Adapted from Healy J, Braithwaite J. Designing safer health care through responsive regulation. MJA 2006;184:S56–S59.

A ‘softer’ version of practice regulation involves learning models such as triple-loop learning17 in which practitioners evaluate their outcomes (first loop) and feed this learning into the practice (second loop).15 The third loop occurs when a regulator, such as an accreditation agency or a health department, learns from monitoring the practice’s double-loop learning and revises its regulatory goals for the whole field.15

1.4.1 Clinical governance

Clinical governance should ensure patient care is accessible, approachable and responsible, and a practice environment is developed that provides quality improvement in prescribing of drugs dependence. What is clinical governance?

Clinical governance is a ‘system through which organisations are responsible for continuously improving the quality of their services and safeguarding high standards of care by creating an environment in which excellence in clinical care will flourish’.18 It involves a number of interlinked structures and activities designed to ensure that managers, clinicians, pharmacists and those who govern health services are aware of their roles and responsibilities, and have the appropriate arrangements and processes in place to effect robust governance.19 For the system to work effectively, each level of service must properly take on their responsibilities

Clinical governance is a framework for quality improvement that coordinates interactions between patients, healthcare providers and the healthcare system. Each practice has tailored policies and procedures that coordinate with other healthcare services (eg pharmacies, alcohol and drug services) and align with local and national health policy (eg National Drug Strategy 2010–2015).

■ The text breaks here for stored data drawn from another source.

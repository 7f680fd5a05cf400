//! Info command implementation

use clap::Args;
use owo_colors::OwoColorize;
use serde::Serialize;
use snippet_lint_core::config::{Config, ConfigSources};
use snippet_lint_core::report_schema;
use snippet_lint_core::rules::RULES;
use tracing::{debug, instrument};

/// Arguments for the `info` subcommand.
#[derive(Args, Debug, Default)]
pub struct InfoArgs {
    /// Print the JSON Schema of the analysis report instead
    #[arg(long)]
    pub schema: bool,
}

#[derive(Serialize)]
struct PackageInfo {
    name: &'static str,
    version: &'static str,
    #[serde(skip_serializing_if = "str::is_empty")]
    description: &'static str,
    #[serde(skip_serializing_if = "str::is_empty")]
    repository: &'static str,
    #[serde(skip_serializing_if = "str::is_empty")]
    license: &'static str,
}

impl PackageInfo {
    const fn new() -> Self {
        Self {
            name: env!("CARGO_PKG_NAME"),
            version: env!("CARGO_PKG_VERSION"),
            description: env!("CARGO_PKG_DESCRIPTION"),
            repository: env!("CARGO_PKG_REPOSITORY"),
            license: env!("CARGO_PKG_LICENSE"),
        }
    }
}

#[derive(Serialize)]
struct ConfigInfo {
    #[serde(skip_serializing_if = "Option::is_none")]
    config_file: Option<String>,
    log_level: String,
    #[serde(skip_serializing_if = "Option::is_none")]
    log_dir: Option<String>,
    bind: String,
    max_line_length: usize,
    #[serde(skip_serializing_if = "Option::is_none")]
    max_input_bytes: Option<usize>,
    backend: String,
    #[serde(skip_serializing_if = "Option::is_none")]
    external_program: Option<String>,
    on_failure: String,
    rules: Vec<&'static str>,
}

impl ConfigInfo {
    fn from_config(config: &Config, sources: &ConfigSources) -> Self {
        Self {
            config_file: sources.primary_file().map(|p| p.to_string()),
            log_level: config.log_level.as_str().to_string(),
            log_dir: config.log_dir.as_ref().map(|p| p.to_string()),
            bind: config.bind_addr().to_string(),
            max_line_length: config.line_length(),
            max_input_bytes: config.max_input(),
            backend: config.backend.as_str().to_string(),
            external_program: config.external.program.clone(),
            on_failure: config.external.on_failure.as_str().to_string(),
            rules: RULES.iter().map(|r| r.id).collect(),
        }
    }
}

#[derive(Serialize)]
struct FullInfo {
    #[serde(flatten)]
    package: PackageInfo,
    config: ConfigInfo,
}

/// Print package information and effective configuration.
///
/// With `--schema`, print the JSON Schema of the report returned by
/// `POST /analyze` and `check --json`.
#[instrument(name = "cmd_info", skip_all, fields(json_output))]
pub fn cmd_info(
    args: InfoArgs,
    global_json: bool,
    config: &Config,
    sources: &ConfigSources,
) -> anyhow::Result<()> {
    debug!(json_output = global_json, schema = args.schema, "executing info command");

    if args.schema {
        println!("{}", serde_json::to_string_pretty(&report_schema())?);
        return Ok(());
    }

    let info = FullInfo {
        package: PackageInfo::new(),
        config: ConfigInfo::from_config(config, sources),
    };

    if global_json {
        println!("{}", serde_json::to_string_pretty(&info)?);
        return Ok(());
    }

    println!("{} {}", info.package.name.bold(), info.package.version.green());
    if !info.package.description.is_empty() {
        println!("{}", info.package.description);
    }
    if !info.package.license.is_empty() {
        println!("{}: {}", "License".dimmed(), info.package.license);
    }
    if !info.package.repository.is_empty() {
        println!("{}: {}", "Repository".dimmed(), info.package.repository.cyan());
    }

    println!();
    println!("{}", "Configuration".bold().underline());
    match info.config.config_file {
        Some(ref path) => println!("{}: {}", "Config file".dimmed(), path.cyan()),
        None => println!("{}: {}", "Config file".dimmed(), "none loaded".yellow()),
    }
    println!("{}: {}", "Log level".dimmed(), info.config.log_level);
    if let Some(ref dir) = info.config.log_dir {
        println!("{}: {}", "Log directory".dimmed(), dir);
    }

    println!();
    println!("{}", "Analysis".bold().underline());
    println!("{}: {}", "Bind address".dimmed(), info.config.bind);
    println!("{}: {}", "Max line length".dimmed(), info.config.max_line_length);
    match info.config.max_input_bytes {
        Some(max) => println!("{}: {max} bytes", "Input limit".dimmed()),
        None => println!("{}: {}", "Input limit".dimmed(), "disabled".yellow()),
    }
    println!("{}: {}", "Backend".dimmed(), info.config.backend);
    if let Some(ref program) = info.config.external_program {
        println!(
            "{}: {} (on failure: {})",
            "External program".dimmed(),
            program,
            info.config.on_failure
        );
    }
    println!("{}: {}", "Rules".dimmed(), info.config.rules.join(", "));

    Ok(())
}
//! External static-analysis backends.
//!
//! An [`ExternalAnalyzer`] takes the submitted code and returns its own list
//! of `(message, line)` issues. [`CommandAnalyzer`] drives any tool that
//! reads code on stdin and prints a JSON array of issues on stdout, such as
//! `pylint --output-format=json --from-stdin snippet.py`.

use std::io::{ErrorKind, Write};
use std::process::{Command, Stdio};

use serde::{Deserialize, Serialize};

use crate::error::{ExternalAnalyzerError, ExternalResult};
use crate::source::Diagnostic;

/// One issue reported by an external tool.
///
/// Fields beyond `message` and `line` in the tool's output are ignored.
#[derive(Debug, Clone, PartialEq, Eq, Serialize, Deserialize)]
pub struct ExternalIssue {
    /// Tool-provided description.
    pub message: String,
    /// Line the issue refers to (1-based).
    pub line: usize,
}

impl From<ExternalIssue> for Diagnostic {
    fn from(issue: ExternalIssue) -> Self {
        Self::new(issue.line, issue.message)
    }
}

/// What to do when an external analyzer fails.
#[derive(Debug, Clone, Copy, Default, PartialEq, Eq, Deserialize, Serialize)]
#[serde(rename_all = "lowercase")]
#[cfg_attr(feature = "clap", derive(clap::ValueEnum))]
pub enum FailurePolicy {
    /// Log the failure and contribute no diagnostics.
    #[default]
    Degrade,
    /// Fail the whole analysis.
    Error,
}

impl FailurePolicy {
    /// Returns the policy as a lowercase string slice.
    pub const fn as_str(&self) -> &'static str {
        match self {
            Self::Degrade => "degrade",
            Self::Error => "error",
        }
    }
}

/// A static-analysis tool that scans code text.
pub trait ExternalAnalyzer: Send + Sync {
    /// Short name used in logs.
    fn name(&self) -> &str;

    /// Scan `code` and return issues in the tool's own order.
    fn analyze(&self, code: &str) -> ExternalResult<Vec<ExternalIssue>>;
}

/// Runs an external program, feeding code on stdin and parsing JSON from stdout.
///
/// A non-zero exit status is not a failure: linters conventionally exit
/// non-zero when they report issues. Empty stdout means no issues.
#[derive(Debug, Clone)]
pub struct CommandAnalyzer {
    program: String,
    args: Vec<String>,
}

impl CommandAnalyzer {
    /// Create an analyzer that runs `program` with no arguments.
    pub fn new(program: impl Into<String>) -> Self {
        Self {
            program: program.into(),
            args: Vec::new(),
        }
    }

    /// Set the arguments passed to the program.
    pub fn with_args<I, S>(mut self, args: I) -> Self
    where
        I: IntoIterator<Item = S>,
        S: Into<String>,
    {
        self.args = args.into_iter().map(Into::into).collect();
        self
    }

    /// The program this analyzer invokes.
    pub fn program(&self) -> &str {
        &self.program
    }

    fn io_error(&self, source: std::io::Error) -> ExternalAnalyzerError {
        ExternalAnalyzerError::Io {
            program: self.program.clone(),
            source,
        }
    }
}

impl ExternalAnalyzer for CommandAnalyzer {
    fn name(&self) -> &str {
        &self.program
    }

    #[tracing::instrument(skip(self, code), fields(program = %self.program, code_len = code.len()))]
    fn analyze(&self, code: &str) -> ExternalResult<Vec<ExternalIssue>> {
        let mut child = Command::new(&self.program)
            .args(&self.args)
            .stdin(Stdio::piped())
            .stdout(Stdio::piped())
            .stderr(Stdio::piped())
            .spawn()
            .map_err(|source| ExternalAnalyzerError::Spawn {
                program: self.program.clone(),
                source,
            })?;

        // Feed stdin from a separate thread so a chatty tool can't fill its
        // stdout pipe while we're still blocked writing.
        let writer = child.stdin.take().map(|mut stdin| {
            let input = code.as_bytes().to_vec();
            std::thread::spawn(move || match stdin.write_all(&input) {
                Err(e) if e.kind() == ErrorKind::BrokenPipe => Ok(()),
                other => other,
            })
        });

        let output = child.wait_with_output().map_err(|e| self.io_error(e))?;
        if let Some(handle) = writer {
            match handle.join() {
                Ok(result) => result.map_err(|e| self.io_error(e))?,
                Err(_) => {
                    return Err(self.io_error(std::io::Error::other("stdin writer panicked")));
                }
            }
        }

        let Some(status) = output.status.code() else {
            return Err(ExternalAnalyzerError::Terminated {
                program: self.program.clone(),
            });
        };

        let stdout = String::from_utf8_lossy(&output.stdout);
        if !output.stderr.is_empty() {
            tracing::debug!(
                stderr = %String::from_utf8_lossy(&output.stderr).trim(),
                "external analyzer wrote to stderr"
            );
        }

        let issues = parse_issues(&stdout).map_err(|source| {
            ExternalAnalyzerError::MalformedOutput {
                program: self.program.clone(),
                source,
            }
        })?;

        tracing::debug!(status, issues = issues.len(), "external analyzer finished");
        Ok(issues)
    }
}

/// Parse a tool's stdout as a JSON issue array. Blank output is no issues.
fn parse_issues(stdout: &str) -> Result<Vec<ExternalIssue>, serde_json::Error> {
    if stdout.trim().is_empty() {
        return Ok(Vec::new());
    }
    serde_json::from_str(stdout)
}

Clinical governance is a process made up of a large number of elements. In the context of drugs of dependence, elements of clinical governance include:20,21

  • lines of responsibility and accountability (clinical leaders)
  • risk management – practice policies and general standards to support patient safety and clinical effectiveness
  • education on clinical effectiveness – evidence-based practice
  • clinical audit – important for identifying patients at risk of dependence
  • research and development.

For many of these elements there is a range of criteria or recognised standards of good practice that can be used in audit and benchmarking.

While GPs have direct accountability for prescribing drugs of dependence, the whole practice team has a responsibility to engage in activities to improve patient safety and reduce problematic use of prescription medication in the community. Clinical governance within a general practice

Clinical governance is achieved through effective leadership and commitment to excellence within general practice and across the healthcare sector.

Full implementation of clinical governance in any general practice may take time as policies and procedures are developed and partnerships with other providers are formed.

There are considerable gaps in available services, such as pain medicine and dependence treatment programs, and in many areas, general practice may need to take on broader care roles with complex patients. In this case, GPs may need additional training and should seek advice from distant specialist services (eg addiction medicine specialists).